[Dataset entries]
//! UI rendering for the TUI

mod grid;
mod helpers;
mod overlays;

use ratatui::{
    Frame,
    layout::{Alignment, Constraint, Direction, Layout, Rect},
    style::{Modifier, Style},
    text::{Line, Span},
    widgets::{Block, Borders, Paragraph},
};

use super::app::{App, LoadState};
use super::theme::Theme;
use helpers::{format_count, spinner_frame};

/// Main render function
pub fn render(frame: &mut Frame, app: &mut App) {
    let theme = Theme::for_variant(app.theme);
    let area = frame.area();

    frame.render_widget(Block::default().style(Style::default().bg(theme.base)), area);

    // Main layout: header, grid, paginator, footer
    let chunks = Layout::default()
        .direction(Direction::Vertical)
        .constraints([
            Constraint::Length(3), // Header
            Constraint::Min(0),    // Grid
            Constraint::Length(1), // Paginator
            Constraint::Length(1), // Footer
        ])
        .split(area);

    render_header(frame, app, &theme, chunks[0]);
    grid::render_grid(frame, app, &theme, chunks[1]);
    render_paginator(frame, app, &theme, chunks[2]);
    render_footer(frame, app, &theme, chunks[3]);

    // Overlays, lowest priority first
    if app.popover.visible {
        overlays::render_popover(frame, app, &theme, chunks[1]);
    }

    if app.show_help {
        overlays::render_help_overlay(frame, &theme, area);
    }

    if let Some(message) = &app.alert {
        overlays::render_alert(frame, message, &theme, area);
    }
}

fn render_header(frame: &mut Frame, app: &App, theme: &Theme, area: Rect) {
    let mut spans = vec![
        Span::styled(" source: ", Style::default().fg(theme.subtext0)),
        Span::styled(app.source_name(), Style::default().fg(theme.text)),
        Span::styled(" │ ", Style::default().fg(theme.surface1)),
        Span::styled(
            format!("{} selected", format_count(app.selection_count() as u64)),
            Style::default().fg(if app.selection_count() > 0 {
                theme.blue
            } else {
                theme.subtext0
            }),
        ),
    ];

    if let LoadState::Loading { started, .. } = app.load_state {
        spans.push(Span::styled(" │ ", Style::default().fg(theme.surface1)));
        spans.push(Span::styled(
            format!("{} fetching", spinner_frame(started)),
            Style::default().fg(theme.yellow),
        ));
    }

    let header = Paragraph::new(Line::from(spans)).block(
        Block::default()
            .borders(Borders::ALL)
            .border_style(Style::default().fg(theme.surface1))
            .title(Span::styled(
                " artgrid ",
                Style::default().fg(theme.mauve).add_modifier(Modifier::BOLD),
            )),
    );

    frame.render_widget(header, area);
}

/// "« ‹ Page X of Y › »" on the left, record range on the right
fn render_paginator(frame: &mut Frame, app: &App, theme: &Theme, area: Rect) {
    let pagination = &app.pagination;
    let active = pagination.active_page();
    let total = pagination.total_pages().max(1);

    let arrow = |enabled: bool, glyph: &'static str| {
        let color = if enabled { theme.blue } else { theme.surface1 };
        Span::styled(glyph, Style::default().fg(color))
    };

    let nav = Line::from(vec![
        Span::raw(" "),
        arrow(active > 1, "«"),
        Span::raw(" "),
        arrow(active > 1, "‹"),
        Span::styled(
            format!(" Page {active} of {total} "),
            Style::default().fg(theme.text),
        ),
        arrow(active < total, "›"),
        Span::raw(" "),
        arrow(active < total, "»"),
    ]);

    let chunks = Layout::default()
        .direction(Direction::Horizontal)
        .constraints([Constraint::Percentage(50), Constraint::Percentage(50)])
        .split(area);

    frame.render_widget(Paragraph::new(nav), chunks[0]);

    let range = if app.records().is_empty() {
        String::new()
    } else {
        let first = pagination.first_record_offset() + 1;
        let last = first + app.records().len() as u64 - 1;
        let total_records = app
            .page
            .as_ref()
            .and_then(|p| p.total_records)
            .unwrap_or_else(|| pagination.total_records());
        format!(
            "Showing {}–{} of {} ",
            format_count(first),
            format_count(last),
            format_count(total_records)
        )
    };

    frame.render_widget(
        Paragraph::new(Span::styled(range, Style::default().fg(theme.subtext0)))
            .alignment(Alignment::Right),
        chunks[1],
    );
}

fn render_footer(frame: &mut Frame, app: &App, theme: &Theme, area: Rect) {
    // Show status message if present (takes priority)
    if let Some(status) = &app.status_message {
        let color = if status.is_error {
            theme.red
        } else {
            theme.green
        };
        let footer = Paragraph::new(Line::from(vec![
            Span::styled(" ", Style::default()),
            Span::styled(&status.text, Style::default().fg(color)),
        ]))
        .style(Style::default().bg(theme.surface0));

        frame.render_widget(footer, area);
        return;
    }

    let hints: Vec<Span> = if app.popover.visible {
        vec![
            Span::styled(" Bulk select: ", Style::default().fg(theme.yellow)),
            Span::styled("Enter", Style::default().fg(theme.blue)),
            Span::styled(" submit ", Style::default().fg(theme.subtext0)),
            Span::styled(" Esc", Style::default().fg(theme.blue)),
            Span::styled(" close", Style::default().fg(theme.subtext0)),
        ]
    } else {
        vec![
            Span::styled(" j/k", Style::default().fg(theme.blue)),
            Span::styled(" rows ", Style::default().fg(theme.subtext0)),
            Span::styled(" h/l", Style::default().fg(theme.blue)),
            Span::styled(" pages ", Style::default().fg(theme.subtext0)),
            Span::styled(" Space", Style::default().fg(theme.blue)),
            Span::styled(" select ", Style::default().fg(theme.subtext0)),
            Span::styled(" a", Style::default().fg(theme.blue)),
            Span::styled(" all ", Style::default().fg(theme.subtext0)),
            Span::styled(" n", Style::default().fg(theme.blue)),
            Span::styled(" first N ", Style::default().fg(theme.subtext0)),
            Span::styled(" ?", Style::default().fg(theme.blue)),
            Span::styled(" help ", Style::default().fg(theme.subtext0)),
            Span::styled(" q", Style::default().fg(theme.blue)),
            Span::styled(" quit", Style::default().fg(theme.subtext0)),
        ]
    };

    let footer = Paragraph::new(Line::from(hints)).style(Style::default().bg(theme.surface0));
    frame.render_widget(footer, area);
}
//! Overlay rendering
//!
//! This module handles the bulk-select popover, the blocking alert and the
//! help screen.

use ratatui::{
    Frame,
    layout::{Alignment, Rect},
    style::{Modifier, Style},
    text::{Line, Span},
    widgets::{Block, Borders, Clear, Paragraph, Wrap},
};

use super::super::app::App;
use super::super::theme::Theme;
use super::helpers::{anchored_rect, centered_rect};

const POPOVER_WIDTH: u16 = 36;
const POPOVER_HEIGHT: u16 = 7;

/// Render the bulk-select popover under the Title header
pub fn render_popover(frame: &mut Frame, app: &mut App, theme: &Theme, area: Rect) {
    let (title_x, _) = app.layout.title_col;
    let below_header = app.layout.header.y + app.layout.header.height;
    let popup_area = anchored_rect(title_x, below_header, POPOVER_WIDTH, POPOVER_HEIGHT, area);
    app.layout.popover = Some(popup_area);

    frame.render_widget(Clear, popup_area);

    let lines = vec![
        Line::from(Span::styled(
            "Select rows",
            Style::default().fg(theme.subtext0),
        )),
        Line::from(vec![
            Span::styled("› ", Style::default().fg(theme.blue)),
            Span::styled(app.popover.input.as_str(), Style::default().fg(theme.text)),
            Span::styled("│", Style::default().fg(theme.blue)),
        ]),
        Line::from(""),
        Line::from(vec![
            Span::styled("Enter", Style::default().fg(theme.yellow)),
            Span::styled(" submit · ", Style::default().fg(theme.subtext0)),
            Span::styled("Esc", Style::default().fg(theme.yellow)),
            Span::styled(" close", Style::default().fg(theme.subtext0)),
        ]),
    ];

    let popover = Paragraph::new(lines).block(
        Block::default()
            .borders(Borders::ALL)
            .border_style(Style::default().fg(theme.blue))
            .title(Span::styled(
                " Bulk select ",
                Style::default().fg(theme.mauve).add_modifier(Modifier::BOLD),
            ))
            .style(Style::default().bg(theme.base)),
    );

    frame.render_widget(popover, popup_area);
}

/// Render the blocking alert
pub fn render_alert(frame: &mut Frame, message: &str, theme: &Theme, area: Rect) {
    let popup_area = centered_rect(60, 40, area);
    frame.render_widget(Clear, popup_area);

    let lines = vec![
        Line::from(""),
        Line::from(Span::styled(message, Style::default().fg(theme.text))),
        Line::from(""),
        Line::from(vec![
            Span::styled("Press ", Style::default().fg(theme.subtext0)),
            Span::styled("Enter", Style::default().fg(theme.yellow)),
            Span::styled(" to dismiss", Style::default().fg(theme.subtext0)),
        ]),
    ];

    let alert = Paragraph::new(lines)
        .alignment(Alignment::Center)
        .wrap(Wrap { trim: true })
        .block(
            Block::default()
                .borders(Borders::ALL)
                .border_style(Style::default().fg(theme.red))
                .title(Span::styled(
                    " Invalid input ",
                    Style::default().fg(theme.red).add_modifier(Modifier::BOLD),
                ))
                .style(Style::default().bg(theme.base)),
        );

    frame.render_widget(alert, popup_area);
}

fn help_section(title: &'static str, theme: &Theme) -> Line<'static> {
    Line::from(Span::styled(
        title,
        Style::default().fg(theme.blue).add_modifier(Modifier::BOLD),
    ))
}

fn help_entry(keys: &'static str, action: &'static str, theme: &Theme) -> Line<'static> {
    Line::from(vec![
        Span::styled(format!("  {keys:<10}"), Style::default().fg(theme.yellow)),
        Span::styled(action, Style::default().fg(theme.text)),
    ])
}

/// Render the help overlay
pub fn render_help_overlay(frame: &mut Frame, theme: &Theme, area: Rect) {
    let popup_area = centered_rect(60, 80, area);

    let help_text = vec![
        Line::from(Span::styled(
            "Keyboard Shortcuts",
            Style::default().fg(theme.mauve).add_modifier(Modifier::BOLD),
        )),
        Line::from(""),
        help_section("Rows", theme),
        help_entry("j/↓", "Move down", theme),
        help_entry("k/↑", "Move up", theme),
        help_entry("g/G", "First/last row", theme),
        Line::from(""),
        help_section("Pages", theme),
        help_entry("l/→/PgDn", "Next page", theme),
        help_entry("h/←/PgUp", "Previous page", theme),
        help_entry("[/Home", "First page", theme),
        help_entry("]/End", "Last page", theme),
        help_entry("r", "Reload page", theme),
        Line::from(""),
        help_section("Selection", theme),
        help_entry("Space", "Toggle row", theme),
        help_entry("a", "Toggle all visible rows", theme),
        help_entry("n", "Select first N rows", theme),
        Line::from(""),
        help_section("Mouse", theme),
        help_entry("click ☐", "Toggle row or header", theme),
        help_entry("click Title", "Open bulk select", theme),
        Line::from(""),
        help_section("Other", theme),
        help_entry("t", "Cycle theme", theme),
        help_entry("?", "Toggle help", theme),
        help_entry("q", "Quit", theme),
    ];

    frame.render_widget(Clear, popup_area);

    let help = Paragraph::new(help_text)
        .block(
            Block::default()
                .borders(Borders::ALL)
                .border_style(Style::default().fg(theme.blue))
                .title(Span::styled(
                    " Help ",
                    Style::default().fg(theme.mauve).add_modifier(Modifier::BOLD),
                ))
                .style(Style::default().bg(theme.base)),
        )
        .wrap(Wrap { trim: false });

    frame.render_widget(help, popup_area);
}
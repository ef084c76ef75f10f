use crate::config::ManagerConfig;
use crate::entry::ServerEntry;
use crate::handle::ServerHandle;
use crate::prober::ProbeWorker;
use crate::snapshot::{Snapshot, WindowStats};
use arc_swap::ArcSwap;
use hashbrown::HashMap;
use parking_lot::{Condvar, Mutex};
use std::sync::Arc;
use std::thread::{self, JoinHandle};
use std::time::Duration;
use tracing::{debug, warn};

/// Elapsed times below this are treated as "zero or negative".
const ELAPSED_EPSILON: f64 = 1e-6;

/// Shared state between the public `LoadManager` handle and its background refresher thread.
struct Inner {
    roster: Mutex<HashMap<String, ServerEntry>>,
    snapshot: ArcSwap<Snapshot>,
    config: ManagerConfig,
}

/// A condvar-interruptible sleep, used so the refresher's inter-round wait can be woken early
/// by `Drop` rather than left running as an undroppable daemon thread.
struct Shutdown {
    requested: Mutex<bool>,
    condvar: Condvar,
}

impl Shutdown {
    fn new() -> Self {
        Self {
            requested: Mutex::new(false),
            condvar: Condvar::new(),
        }
    }

    /// Sleep for `duration` unless shutdown is (or becomes) requested. Returns `true` if the
    /// refresher should stop.
    fn sleep(&self, duration: Duration) -> bool {
        let mut requested = self.requested.lock();
        if *requested {
            return true;
        }
        self.condvar.wait_for(&mut requested, duration);
        *requested
    }

    fn signal(&self) {
        *self.requested.lock() = true;
        self.condvar.notify_all();
    }
}

/// Owns the server roster and per-server load state for a fleet of memcached-compatible
/// servers, running a background refresher that periodically scrapes each server's `stats()`
/// and publishes a consistent snapshot for routing queries to consult.
pub struct LoadManager {
    inner: Arc<Inner>,
    shutdown: Arc<Shutdown>,
    thread: Mutex<Option<JoinHandle<()>>>,
}

impl LoadManager {
    /// Create a new manager with defaults (`refresh_rate=1`, `load_metric=cum_req`,
    /// `window_size=100`).
    pub fn new() -> Self {
        Self::with_config(ManagerConfig::default())
    }

    /// Create a new manager with custom config, starting its background refresher.
    pub fn with_config(config: ManagerConfig) -> Self {
        let inner = Arc::new(Inner {
            roster: Mutex::new(HashMap::new()),
            snapshot: ArcSwap::from_pointee(Snapshot::default()),
            config,
        });
        let shutdown = Arc::new(Shutdown::new());

        let refresher_inner = Arc::clone(&inner);
        let refresher_shutdown = Arc::clone(&shutdown);
        let thread = thread::spawn(move || run_refresher(refresher_inner, refresher_shutdown));

        Self {
            inner,
            shutdown,
            thread: Mutex::new(Some(thread)),
        }
    }

    /// Install or replace a server entry. The id gains snapshot entries on its first
    /// successful refresh.
    pub fn add_server(&self, id: impl Into<String>, client: Arc<dyn ServerHandle>) {
        let id = id.into();
        let window_size = self.inner.config.window_size;
        self.inner
            .roster
            .lock()
            .insert(id, ServerEntry::new(client, window_size));
    }

    /// Remove a server from the roster and purge it from the snapshot. Any refresh round
    /// currently sampling this id will discard its update for it on commit.
    pub fn remove_server(&self, id: &str) {
        let removed = self.inner.roster.lock().remove(id);
        if let Some(entry) = removed {
            entry.client.close();
        }
        // `rcu` retries the read-copy-update under contention, so this purge can never lose
        // a race against a refresh round publishing a snapshot that still names `id`.
        self.inner.snapshot.rcu(|snap| {
            let mut next = (**snap).clone();
            next.remove(id);
            next
        });
    }

    /// The current instantaneous-load snapshot: rate over the last refresh interval, per id.
    pub fn load(&self) -> HashMap<String, f64> {
        self.inner.snapshot.load().inst_load.clone()
    }

    /// The current windowed load statistics (moving average and standard deviation), per id.
    pub fn load_statistics(&self) -> HashMap<String, WindowStats> {
        self.inner.snapshot.load().moving_stats.clone()
    }

    #[cfg(test)]
    pub(crate) fn inject_snapshot_for_test(&self, snapshot: Snapshot) {
        self.inner.snapshot.store(Arc::new(snapshot));
    }

    #[cfg(test)]
    pub(crate) fn run_refresh_round_for_test(&self) {
        refresh_round(&self.inner);
    }
}

impl Default for LoadManager {
    fn default() -> Self {
        Self::new()
    }
}

impl Drop for LoadManager {
    fn drop(&mut self) {
        self.shutdown.signal();
        if let Some(handle) = self.thread.lock().take() {
            drop(handle.join());
        }
    }
}

fn run_refresher(inner: Arc<Inner>, shutdown: Arc<Shutdown>) {
    let period = Duration::from_secs(inner.config.refresh_rate);
    loop {
        if shutdown.sleep(period) {
            break;
        }
        refresh_round(&inner);
    }
}

/// One traversal of the roster: probe every server, compute the new load metric, and publish
/// the round's results as a single atomic batch.
fn refresh_round(inner: &Arc<Inner>) {
    let refresh_rate = inner.config.refresh_rate;
    let timeout = Duration::from_secs(refresh_rate);

    // Collect phase: snapshot the roster into a local list so `stats()` I/O runs without
    // holding the roster lock. Each server keeps its own persistent probe worker, so a slow
    // or hung server only ever costs that one worker thread, not one per round.
    let candidates: Vec<(String, Arc<ProbeWorker>, f64, f64)> = inner
        .roster
        .lock()
        .iter()
        .map(|(id, entry)| {
            (
                id.clone(),
                Arc::clone(&entry.prober),
                entry.cumulative_load,
                entry.last_uptime,
            )
        })
        .collect();

    let mut results: Vec<(String, f64, f64, f64)> = Vec::with_capacity(candidates.len());

    for (id, prober, prev_cumulative, prev_last_uptime) in candidates {
        let stats = match prober.probe(timeout) {
            Some(Ok(stats)) => stats,
            Some(Err(e)) => {
                debug!(server = %id, error = %e, "stats() failed, skipping this round");
                continue;
            }
            None => {
                warn!(server = %id, "stats() timed out, skipping this round");
                continue;
            }
        };

        let elapsed = match stats.get("uptime") {
            Some(&uptime) => uptime - prev_last_uptime,
            None => refresh_rate as f64,
        };
        if elapsed < ELAPSED_EPSILON {
            debug!(server = %id, elapsed, "elapsed <= 0, skipping update this round");
            continue;
        }

        let (new_cumulative, rate) = inner.config.load_metric.compute(&stats, prev_cumulative, elapsed);
        results.push((id, new_cumulative, elapsed, rate));
    }

    // Commit phase: reacquire the roster lock once to commit results (discarding updates for
    // ids removed mid-round) and build the new snapshot from the roster's resulting state,
    // then publish after releasing the lock.
    let new_snapshot = {
        let mut roster = inner.roster.lock();
        for (id, new_cumulative, elapsed, rate) in results {
            if let Some(entry) = roster.get_mut(&id) {
                entry.commit(new_cumulative, elapsed, rate);
            }
        }

        let mut snapshot = Snapshot::default();
        for (id, entry) in roster.iter() {
            if let Some((rate, stats)) = entry.last_published {
                snapshot.inst_load.insert(id.clone(), rate);
                snapshot.moving_stats.insert(id.clone(), stats);
            }
        }
        snapshot
    };

    inner.snapshot.store(Arc::new(new_snapshot));
}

- _What to work on_
Scan the records for lines with the string "ArcSwap". Give the number of such lines and nothing else.

- _Solution to this problem_
3